No, I'm arguing that forced schooling in general is an unethical act, on par with communist indoctrination, and there should be no government run schools at all
It is not arguing for elliminating educations. It is arguing that we don't need force every one education. It is arguing that a forced education is not a really a good education.
You can make similar assertions about anything of a forced nature like that. Public schools, prisons, etc. Because some do prisons or public schools are done badly, it is not an argument against them in general, because you can point to many other cases where they were done properly.
I am. But you dont make sense. All Americans have a right to K-12 education, it's funded by the government. How is that different from all Americans having a right to healthcare, being funded by the government? If someone doesn't wanna be in healthcare anymore they can still switch to whatever they want to. They're not forced labor any more than teachers are.
I wouldn't say I'm advocating for private school,or even lack of govt in school matters.

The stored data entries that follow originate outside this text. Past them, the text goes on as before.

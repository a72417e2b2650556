//! Cover leaf rendering: image + page geometry → single-page PDF.
//!
//! The image is scaled to cover the whole page raster and centre-cropped
//! (never stretched), encoded as JPEG and drawn full-bleed on a page whose
//! MediaBox is the requested size. No timestamps, IDs or compression passes
//! are written, so identical inputs give byte-identical output.

use crate::config::{ExportOptions, PageSize};
use crate::error::CoverError;
use crate::model::CoverCandidate;
use crate::pipeline::encode::encode_jpeg;
use image::imageops::FilterType;
use image::{DynamicImage, RgbImage};
use lopdf::{dictionary, Document, Object, Stream};
use tracing::debug;

/// Render `cover` into a cover leaf using `options`' geometry.
pub fn render(cover: &CoverCandidate, options: &ExportOptions) -> Result<Vec<u8>, CoverError> {
    let image = cover.decode()?;
    render_cover_page(&image, options.page_size, options.dpi, options.jpeg_quality)
}

/// Render an already-decoded image into a cover leaf.
pub fn render_cover_page(
    image: &DynamicImage,
    page_size: PageSize,
    dpi: u32,
    jpeg_quality: u8,
) -> Result<Vec<u8>, CoverError> {
    let (px_w, px_h) = page_size.pixels(dpi);
    let raster = fill_crop(image, px_w, px_h);
    debug!(
        "Cover raster {}x{} → {}x{} px ({} @ {} dpi)",
        image.width(),
        image.height(),
        px_w,
        px_h,
        page_size,
        dpi
    );
    let jpeg = encode_jpeg(&raster, jpeg_quality)?;
    single_page_pdf(jpeg, (px_w, px_h), page_size.points())
}

/// Scale `image` so it covers `width × height`, then crop the overflow
/// equally from both sides.
pub fn fill_crop(image: &DynamicImage, width: u32, height: u32) -> RgbImage {
    image.resize_to_fill(width, height, FilterType::Lanczos3).to_rgb8()
}

fn single_page_pdf(jpeg: Vec<u8>, pixels: (u32, u32), points: (u32, u32)) -> Result<Vec<u8>, CoverError> {
    let (px_w, px_h) = pixels;
    let (pt_w, pt_h) = points;

    let mut doc = Document::with_version("1.5");
    let pages_id = doc.new_object_id();

    let image_stream = Stream::new(
        dictionary! {
            "Type" => "XObject",
            "Subtype" => "Image",
            "Width" => px_w as i64,
            "Height" => px_h as i64,
            "ColorSpace" => "DeviceRGB",
            "BitsPerComponent" => 8_i64,
            "Filter" => "DCTDecode",
        },
        jpeg,
    )
    .with_compression(false);
    let image_id = doc.add_object(image_stream);

    let content = format!("q\n{pt_w} 0 0 {pt_h} 0 0 cm\n/Im0 Do\nQ\n");
    let content_id = doc.add_object(Stream::new(dictionary! {}, content.into_bytes()));

    let page_id = doc.add_object(dictionary! {
        "Type" => "Page",
        "Parent" => pages_id,
        "MediaBox" => vec![0_i64.into(), 0_i64.into(), (pt_w as i64).into(), (pt_h as i64).into()],
        "Contents" => content_id,
        "Resources" => dictionary! {
            "XObject" => dictionary! {
                "Im0" => image_id,
            },
        },
    });

    doc.objects.insert(
        pages_id,
        Object::Dictionary(dictionary! {
            "Type" => "Pages",
            "Kids" => vec![page_id.into()],
            "Count" => 1_i64,
        }),
    );

    let catalog_id = doc.add_object(dictionary! {
        "Type" => "Catalog",
        "Pages" => pages_id,
    });
    doc.trailer.set("Root", catalog_id);

    let mut buf = Vec::new();
    doc.save_to(&mut buf).map_err(|e| CoverError::RenderFailed {
        detail: format!("cannot serialise cover page: {e}"),
    })?;
    Ok(buf)
}

#[cfg(test)]
mod tests {
    use super::*;
    use image::Rgb;

    /// Wide image split into red | green | blue thirds.
    fn tricolour(w: u32, h: u32) -> DynamicImage {
        DynamicImage::ImageRgb8(RgbImage::from_fn(w, h, |x, _| match x * 3 / w {
            0 => Rgb([255, 0, 0]),
            1 => Rgb([0, 255, 0]),
            _ => Rgb([0, 0, 255]),
        }))
    }

    fn media_box(pdf: &[u8]) -> Vec<i64> {
        let doc = Document::load_mem(pdf).unwrap();
        let pages = doc.get_pages();
        assert_eq!(pages.len(), 1);
        let page_id = pages[&1];
        let page = doc.get_dictionary(page_id).unwrap();
        page.get(b"MediaBox")
            .unwrap()
            .as_array()
            .unwrap()
            .iter()
            .map(|o| o.as_i64().unwrap())
            .collect()
    }

    #[test]
    fn wide_image_is_centre_cropped() {
        let raster = fill_crop(&tricolour(300, 100), 10, 20);
        assert_eq!(raster.dimensions(), (10, 20));
        let Rgb([r, g, b]) = *raster.get_pixel(5, 10);
        assert!(g > 200 && r < 50 && b < 50, "expected green centre, got {r},{g},{b}");
    }

    #[test]
    fn page_has_requested_geometry() {
        let pdf = render_cover_page(&tricolour(60, 80), PageSize::A4, 72, 90).unwrap();
        assert_eq!(media_box(&pdf), vec![0, 0, 595, 842]);

        let pdf = render_cover_page(&tricolour(60, 80), PageSize::Letter, 72, 90).unwrap();
        assert_eq!(media_box(&pdf), vec![0, 0, 612, 792]);
    }

    #[test]
    fn image_xobject_matches_dpi() {
        let pdf = render_cover_page(&tricolour(60, 80), PageSize::Letter, 144, 90).unwrap();
        let doc = Document::load_mem(&pdf).unwrap();
        let image = doc
            .objects
            .values()
            .filter_map(|o| o.as_stream().ok())
            .find(|s| s.dict.get(b"Subtype").and_then(|v| v.as_name()).ok() == Some(b"Image".as_slice()))
            .expect("image xobject");
        assert_eq!(image.dict.get(b"Width").unwrap().as_i64().unwrap(), 1224);
        assert_eq!(image.dict.get(b"Height").unwrap().as_i64().unwrap(), 1584);
    }

    #[test]
    fn render_is_deterministic() {
        let img = tricolour(120, 90);
        let a = render_cover_page(&img, PageSize::A4, 96, 85).unwrap();
        let b = render_cover_page(&img, PageSize::A4, 96, 85).unwrap();
        assert_eq!(a, b);
    }
}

I guess my primary point surrounds censorship, especially when it comes to dictating what teachers can say or teach (in addition to, in the context of, not necessarily in place of the cariculum)
Forced curriculum on students, at all, is no different than re-education camps; state sponsored indoctrination that both political parties (currently) support.
That's not exactly my position. I don't think authoritarian schools as we know them today should exist. I'd like to see lower cost, higher quality, and much more variety, innovation, and experimentation in education. Government involvement hinders all of those things.
That is an oxymoron given how "education" is currently defined in the US. The only way this could be achieved is if the whole system is torn down to absolute zero and rebuilt as something entirely different. That is, of course, not possible.
When the government deliberately keeps people uneducated, then I agree with you -- it's unethical to force people into that rut and then take advantage of them for being there.
But the government in the US is trying to get everyone educated -- not always effectively, though. I know some schools suck, I went to a public school in the middle of a ghetto. Many of the students came from impoverished families, and would routinely bite the hand that feeds them when it came to education -- by disrupting class, (very proudly) not doing their homework, and whatnot. Watching that kind of behavior day-after-day took away any sympathy I might have for the consequences of their actions.
I see this talk as an argument against "traditional" schooling. The alternative to traditional schooling is anything not traditional. In the US, that would be homeschooling or private school like Montessori. The political takeaway is that government schooling (which necessarily places emphasis on uniformity and conformity) is harmful and that private alternatives should be encouraged.
I don't think calling names helps the argument. You can't just say "well, that's a little to extreme, so you're wrong". I simply pointed out that it happens so that most kids are educated in public schools. Would it be such a stretch to propose that those children are educated according to what government believes is important? Surely no one doubted this happened in the Soviet Union. How is the US, or for that matter, almost any other country different? Soviet children were taught to believe in communism, american children are taught to believe in democracy. Haven't you ever tried to question it at least a little bit? That maybe, only maybe, if something (and especially a political ideology) is taught in every public school as a universal good, it really may not be one?
If you don't see why anyone would disagree with making state schooling a compulsory activity, then your understanding is far too narrow to engage in a discussion of this nature.
If that is implemented, coming generations would be well civilized and well behaved as it eliminates many societal problems.
Oh boy. Not even wrong.
See: Deschooling Society by Ivan Illich, Compulsory Miseducation by Paul Goodman, anything written by John Taylor Gatto, John Holt and A.S. Neill.
It's also trivially disprovable by mere observation.
I'm not against public schooling in principle but its current form is baffling. We expect kids to spend 1/4 of their entire life in an authoritarian system where they have no autonomy and then we throw them to the wolves when they become adults.
The state is negatively positioned; it has poor-to-no feedback with regard to the personal outcomes of its implementations. Parents and students do, on an ongoing and daily basis. The idea that I "pretended" that this was anyone else's argument but my own seems completely absurd.
While I'm glad you're able to infer implications, it would be wonderful if you could take it a step further to find that an argument cannot be true if a necessary premises is false. That's not bad faith, that's logic.